In recent years, unprecedented flood events have impacted various jurisdictions around the world, including Alberta. As a result, many jurisdictions have taken measures to mitigate floods, including the implementation of off-stream reservoirs and diversion channels, which temporarily store/divert flood water to prevent property and infrastructure damage downstream.

While this measure protects the vast majority of a population, these mitigation measures often affect a small number of individuals such as landowners. In the event of a flood, an off-stream reservoir or diversion channel will divert the peak flood to nearby land to further reduce river flows. This approach leads to deliberate, albeit temporary, flooding on specified lands that may otherwise be used for productive activities such as livestock or crop farming. As a result, flood compensation programs are needed to compensate the loss suffered by the few people who are negatively impacted.

Sometimes referred to as Flood and Compensate models, these programs ensure flood waters are dissipated by diverting water to nearby land. Compensation occurs after the flood event passes and includes payment for economic loss. For example, if a farmer owns land near a river, that land could be used for flood mitigation and flooded when needed. When flood waters recede, the farmer would receive compensation payments for the economic losses incurred. This compensation would cover the cost of lost agricultural productivity.

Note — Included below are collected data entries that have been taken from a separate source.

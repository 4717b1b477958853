use crate::error::StoreError;
use crate::wire::Wire;
use serde::de::DeserializeOwned;
use serde_json::Value;
use std::collections::BTreeMap;
use std::sync::atomic::{AtomicBool, Ordering};

/// A registry entry that can accept a JSON payload.
trait HydrationTarget: Send + Sync {
    fn apply(&self, key: &str, payload: Value) -> Result<(), StoreError>;
}

impl<T> HydrationTarget for Wire<T>
where
    T: Clone + DeserializeOwned + Send + Sync + 'static,
{
    fn apply(&self, key: &str, payload: Value) -> Result<(), StoreError> {
        let value: T =
            serde_json::from_value(payload).map_err(|source| StoreError::HydrationPayload {
                key: key.to_string(),
                source,
            })?;
        self.set(value);
        Ok(())
    }
}

struct RegistryEntry {
    target: Box<dyn HydrationTarget>,
    hydrated: AtomicBool,
}

/// Builder collecting the explicit `(logical key, wire)` list.
///
/// Registration happens once at process start; [`build`](RegistryBuilder::build)
/// freezes membership.
#[derive(Default)]
pub struct RegistryBuilder {
    entries: BTreeMap<String, RegistryEntry>,
}

impl RegistryBuilder {
    pub fn new() -> Self {
        Self::default()
    }

    /// Register a wire under a logical key. Registering the same key twice
    /// replaces the earlier entry.
    pub fn register<T>(mut self, key: impl Into<String>, wire: Wire<T>) -> Self
    where
        T: Clone + DeserializeOwned + Send + Sync + 'static,
    {
        self.entries.insert(
            key.into(),
            RegistryEntry {
                target: Box::new(wire),
                hydrated: AtomicBool::new(false),
            },
        );
        self
    }

    /// Freeze membership into a [`StoreRegistry`].
    pub fn build(self) -> StoreRegistry {
        StoreRegistry {
            entries: self.entries,
        }
    }
}

/// The process-wide table mapping logical names to wires, plus the hydration
/// bridge that writes externally fetched payloads into them.
///
/// Built once from an enumerated list — lookups never discover entries
/// reflectively, so an unknown key is a programming error surfaced as
/// [`StoreError::UnknownStoreKey`].
///
/// # Examples
///
/// ```
/// use serde_json::json;
/// use wirestore::{Runtime, StoreRegistry, Wire};
///
/// let rt = Runtime::new();
/// let teams: Wire<Vec<String>> = Wire::new(&rt, Vec::new());
///
/// let registry = StoreRegistry::builder()
///     .register("teams", teams.clone())
///     .build();
///
/// registry.hydrate("teams", json!(["t1"]), false).unwrap();
/// assert_eq!(teams.get(), vec!["t1".to_string()]);
/// ```
pub struct StoreRegistry {
    entries: BTreeMap<String, RegistryEntry>,
}

impl StoreRegistry {
    pub fn builder() -> RegistryBuilder {
        RegistryBuilder::new()
    }

    /// Write an externally supplied payload into the wire registered under
    /// `key`, triggering a normal notification pass.
    ///
    /// A falsy payload (`null`, `false`, `0`, `""` — empty arrays and objects
    /// are truthy) is a guarded no-op unless `allow_falsy` is set: the wire
    /// keeps its current value and the call succeeds. Repeated calls with the
    /// same payload are idempotent on the stored value but still re-notify
    /// subscribers each time.
    pub fn hydrate(&self, key: &str, payload: Value, allow_falsy: bool) -> Result<(), StoreError> {
        let entry = self
            .entries
            .get(key)
            .ok_or_else(|| StoreError::UnknownStoreKey {
                key: key.to_string(),
            })?;

        if !allow_falsy && is_falsy(&payload) {
            log::debug!("skipping falsy hydration payload for `{key}`");
            return Ok(());
        }

        entry.target.apply(key, payload)?;
        entry.hydrated.store(true, Ordering::SeqCst);
        Ok(())
    }

    /// The enumerated logical keys, in deterministic order.
    pub fn keys(&self) -> impl Iterator<Item = &str> {
        self.entries.keys().map(String::as_str)
    }

    pub fn contains(&self, key: &str) -> bool {
        self.entries.contains_key(key)
    }

    /// Whether the entry has accepted at least one non-guarded hydration.
    /// There is no way back to the unset state.
    pub fn is_hydrated(&self, key: &str) -> bool {
        self.entries
            .get(key)
            .map(|entry| entry.hydrated.load(Ordering::SeqCst))
            .unwrap_or(false)
    }

    pub fn len(&self) -> usize {
        self.entries.len()
    }

    pub fn is_empty(&self) -> bool {
        self.entries.is_empty()
    }
}

/// JS falsy convention for JSON payloads.
fn is_falsy(payload: &Value) -> bool {
    match payload {
        Value::Null => true,
        Value::Bool(b) => !*b,
        Value::Number(n) => n.as_f64() == Some(0.0),
        Value::String(s) => s.is_empty(),
        Value::Array(_) | Value::Object(_) => false,
    }
}
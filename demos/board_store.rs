//! A project-board store: named wires, hydration from fetched payloads and
//! a persisted UI preference.

use serde_json::json;
use std::sync::Arc;
use wirestore::{
    create_persisted_wire, MemoryBackend, Runtime, Selector, Storage, StoreRegistry, Wire,
};

fn main() {
    let rt = Runtime::new();
    let storage = Storage::new(Arc::new(MemoryBackend::new()), "tracker");

    let teams: Wire<Vec<String>> = Wire::new(&rt, Vec::new());
    let tasks: Wire<Vec<String>> = Wire::new(&rt, Vec::new());
    let collapsed = create_persisted_wire(&rt, &storage, "collapsedLanes", Vec::<String>::new());

    let registry = StoreRegistry::builder()
        .register("teams", teams.clone())
        .register("tasks", tasks.clone())
        .register("collapsedLanes", collapsed.clone())
        .build();

    let visible = Selector::new(&rt, {
        let (tasks, collapsed) = (tasks.clone(), collapsed.clone());
        move |scope| {
            let hidden = scope.get(&collapsed);
            scope
                .get(&tasks)
                .into_iter()
                .filter(|t| !hidden.contains(t))
                .collect::<Vec<_>>()
        }
    });

    // One hydrate call per fetched data slice, as a render pass would issue.
    registry.hydrate("teams", json!(["core"]), false).unwrap();
    registry
        .hydrate("tasks", json!(["triage", "review", "ship"]), false)
        .unwrap();

    println!("teams:   {:?}", teams.get());
    println!("visible: {:?}", visible.get().unwrap());

    collapsed.set(vec!["review".to_string()]);
    println!("visible after collapsing `review`: {:?}", visible.get().unwrap());

    // A falsy payload is guarded: the wire keeps its value.
    registry.hydrate("tasks", json!(null), false).unwrap();
    println!("tasks after guarded hydrate: {:?}", tasks.get());

    println!(
        "persisted `collapsedLanes`: {:?}",
        storage.read("collapsedLanes").unwrap()
    );
}
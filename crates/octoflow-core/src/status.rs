//! Status enums for integration records and their deployed revisions.

use std::str::FromStr;

use serde::{Deserialize, Serialize};

use crate::error::CoreError;

/// Lifecycle status of an integration record.
///
/// Both the operator-requested (`desired_status`) and the observed
/// (`current_status`) side of a record use this enum. The reconciliation
/// controller drives records whose two statuses differ.
#[derive(Debug, Clone, Copy, PartialEq, Eq, Hash, Serialize, Deserialize)]
pub enum IntegrationStatus {
    /// Record exists but nothing has been requested yet
    Draft,
    /// A transition is underway but has not completed
    Pending,
    /// The integration is deployed and running
    Activated,
    /// The integration is deployed but stopped
    Deactivated,
    /// The integration has been torn down
    Deleted,
}

impl IntegrationStatus {
    /// Returns the string representation of the status.
    pub fn as_str(&self) -> &'static str {
        match self {
            IntegrationStatus::Draft => "Draft",
            IntegrationStatus::Pending => "Pending",
            IntegrationStatus::Activated => "Activated",
            IntegrationStatus::Deactivated => "Deactivated",
            IntegrationStatus::Deleted => "Deleted",
        }
    }
}

impl std::fmt::Display for IntegrationStatus {
    fn fmt(&self, f: &mut std::fmt::Formatter<'_>) -> std::fmt::Result {
        write!(f, "{}", self.as_str())
    }
}

impl FromStr for IntegrationStatus {
    type Err = CoreError;

    fn from_str(s: &str) -> Result<Self, Self::Err> {
        match s {
            "Draft" => Ok(IntegrationStatus::Draft),
            "Pending" => Ok(IntegrationStatus::Pending),
            "Activated" => Ok(IntegrationStatus::Activated),
            "Deactivated" => Ok(IntegrationStatus::Deactivated),
            "Deleted" => Ok(IntegrationStatus::Deleted),
            other => Err(CoreError::invalid_status(other)),
        }
    }
}

/// Deployment state recorded on a revision.
///
/// Derived from the status a transition resolved to; two revisions with the
/// same state describe the same deployment outcome.
#[derive(Debug, Clone, Copy, PartialEq, Eq, Hash, Serialize, Deserialize)]
pub enum RevisionState {
    Draft,
    Pending,
    Active,
    Inactive,
    Undeployed,
}

impl RevisionState {
    /// Returns the string representation of the state.
    pub fn as_str(&self) -> &'static str {
        match self {
            RevisionState::Draft => "Draft",
            RevisionState::Pending => "Pending",
            RevisionState::Active => "Active",
            RevisionState::Inactive => "Inactive",
            RevisionState::Undeployed => "Undeployed",
        }
    }
}

impl std::fmt::Display for RevisionState {
    fn fmt(&self, f: &mut std::fmt::Formatter<'_>) -> std::fmt::Result {
        write!(f, "{}", self.as_str())
    }
}

impl From<IntegrationStatus> for RevisionState {
    fn from(status: IntegrationStatus) -> Self {
        match status {
            IntegrationStatus::Draft => RevisionState::Draft,
            IntegrationStatus::Pending => RevisionState::Pending,
            IntegrationStatus::Activated => RevisionState::Active,
            IntegrationStatus::Deactivated => RevisionState::Inactive,
            IntegrationStatus::Deleted => RevisionState::Undeployed,
        }
    }
}
//! Storage abstraction for integration records.
//!
//! Defines the [`IntegrationStore`] contract every backend implements, the
//! storage error taxonomy, and the [`EventedStore`] decorator that turns
//! successful mutations into change notifications.

pub mod error;
pub mod evented;
pub mod traits;
pub mod types;

pub use error::StorageError;
pub use evented::EventedStore;
pub use traits::IntegrationStore;
pub use types::ListResult;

How does this option help to mitigate the impacts of a flood?

Flood and Compensate helps mitigate the impacts of a flood by promoting the diversion and storage of flood water onto specified lands. This prevents peak flows from reaching downstream residents, which significantly reduces flood damage and losses at major population centres downstream. Moreover, by using engineered infrastructure, flood events can be more easily managed and controlled upstream of major cities, rather than at the cities themselves. The few landowners whose land is temporarily flooded due to the diversion/storage measure receive compensation to cover their losses.

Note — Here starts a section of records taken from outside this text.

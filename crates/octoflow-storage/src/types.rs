use serde::{Deserialize, Serialize};

/// Result of a fetch-all: the items plus the total count.
#[derive(Debug, Clone, Serialize, Deserialize)]
pub struct ListResult<T> {
    pub items: Vec<T>,
    pub total: usize,
}

impl<T> ListResult<T> {
    /// Build a list result from a complete item set.
    pub fn of(items: Vec<T>) -> Self {
        let total = items.len();
        Self { items, total }
    }

    /// An empty result.
    pub fn empty() -> Self {
        Self {
            items: Vec::new(),
            total: 0,
        }
    }
}

impl<T> IntoIterator for ListResult<T> {
    type Item = T;
    type IntoIter = std::vec::IntoIter<T>;

    fn into_iter(self) -> Self::IntoIter {
        self.items.into_iter()
    }
}
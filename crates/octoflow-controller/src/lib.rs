//! Desired-state reconciliation controller for integration records.
//!
//! The controller subscribes to change notifications, sweeps all records at
//! startup, and for every record whose desired status differs from its
//! current status looks up a status-change handler and dispatches work.
//! Completed work is persisted back to the store together with revision
//! bookkeeping, and every dispatched record is re-checked after a fixed
//! delay as a safety net against missed notifications and failed attempts.
//!
//! # Architecture
//!
//! ```text
//! ┌──────────────┐  change events   ┌──────────────┐
//! │ EventBroad-  │ ───────────────▶ │ subscription │  filter + forward, O(1)
//! │ caster       │                  │ task         │
//! └──────────────┘                  └──────┬───────┘
//!                                          ▼
//!                                   ┌──────────────┐   all record reads,
//!                  startup sweep ──▶│ worker task  │   writes and handler
//!                                   │ (single)     │   runs happen here
//!                                   └──────┬───────┘
//!                                          │ reschedule(id)
//!                                          ▼
//!                                   ┌──────────────┐
//!                                   │ scheduler    │  fixed-delay re-checks,
//!                                   │ task         │  re-enqueues only
//!                                   └──────────────┘
//! ```
//!
//! Because there is exactly one worker, no two dispatches execute
//! concurrently and a record's successive checks never overlap; the
//! [`InFlightTracker`] additionally suppresses duplicate event-driven
//! dispatch while a transition is underway.

pub mod config;
pub mod controller;
pub mod handler;
pub mod registry;
mod scheduler;
pub mod tracker;

pub use config::ControllerConfig;
pub use controller::{ControllerError, IntegrationController};
pub use handler::{HandlerError, StatusChangeHandler, StatusUpdate};
pub use registry::HandlerRegistry;
pub use tracker::InFlightTracker;
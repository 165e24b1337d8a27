//! Change notification infrastructure.
//!
//! Every mutation of a stored record is announced as a [`ChangeEvent`] on
//! the [`EventBroadcaster`], a thin wrapper around a tokio broadcast
//! channel. Subscribers receive events best-effort: delivery is not
//! exactly-once, slow receivers may lag, and consumers are expected to
//! re-fetch the record rather than trust a payload — which is why events
//! carry only the kind and id of what changed.
//!
//! # Module Structure
//!
//! - [`types`]: Event type definitions (`ChangeEvent`, `ChangeEventType`, `Kind`)
//! - [`broadcaster`]: Event broadcasting infrastructure

pub mod broadcaster;
pub mod types;

// Re-export main types for convenience
pub use broadcaster::EventBroadcaster;
pub use types::{ChangeEvent, ChangeEventType, Kind};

Is Flood and Compensate already in place in Alberta?

Currently, Flood and Compensate is not implemented in Alberta. However, a Flood and Compensate approach was recently suggested as an alternative for operating the Springbank Off-Stream Reservoir, which is a proposed temporary storage site for Elbow River flood water that would gradually release excess water back into the Elbow River in a controlled manner[1].

The aim of the Springbank Reservoir is to protect the majority of downstream residents, by implementing controlled infrastructure that will allow temporary flooding of specified lands upstream.  However, since temporary flooding will negatively impact a small number of residents, who currently use the reservoir’s land for a wide range of agricultural and recreational activities, the Government of Alberta is evaluating a Flood and Compensate model as an option for compensating affected households in the area[2].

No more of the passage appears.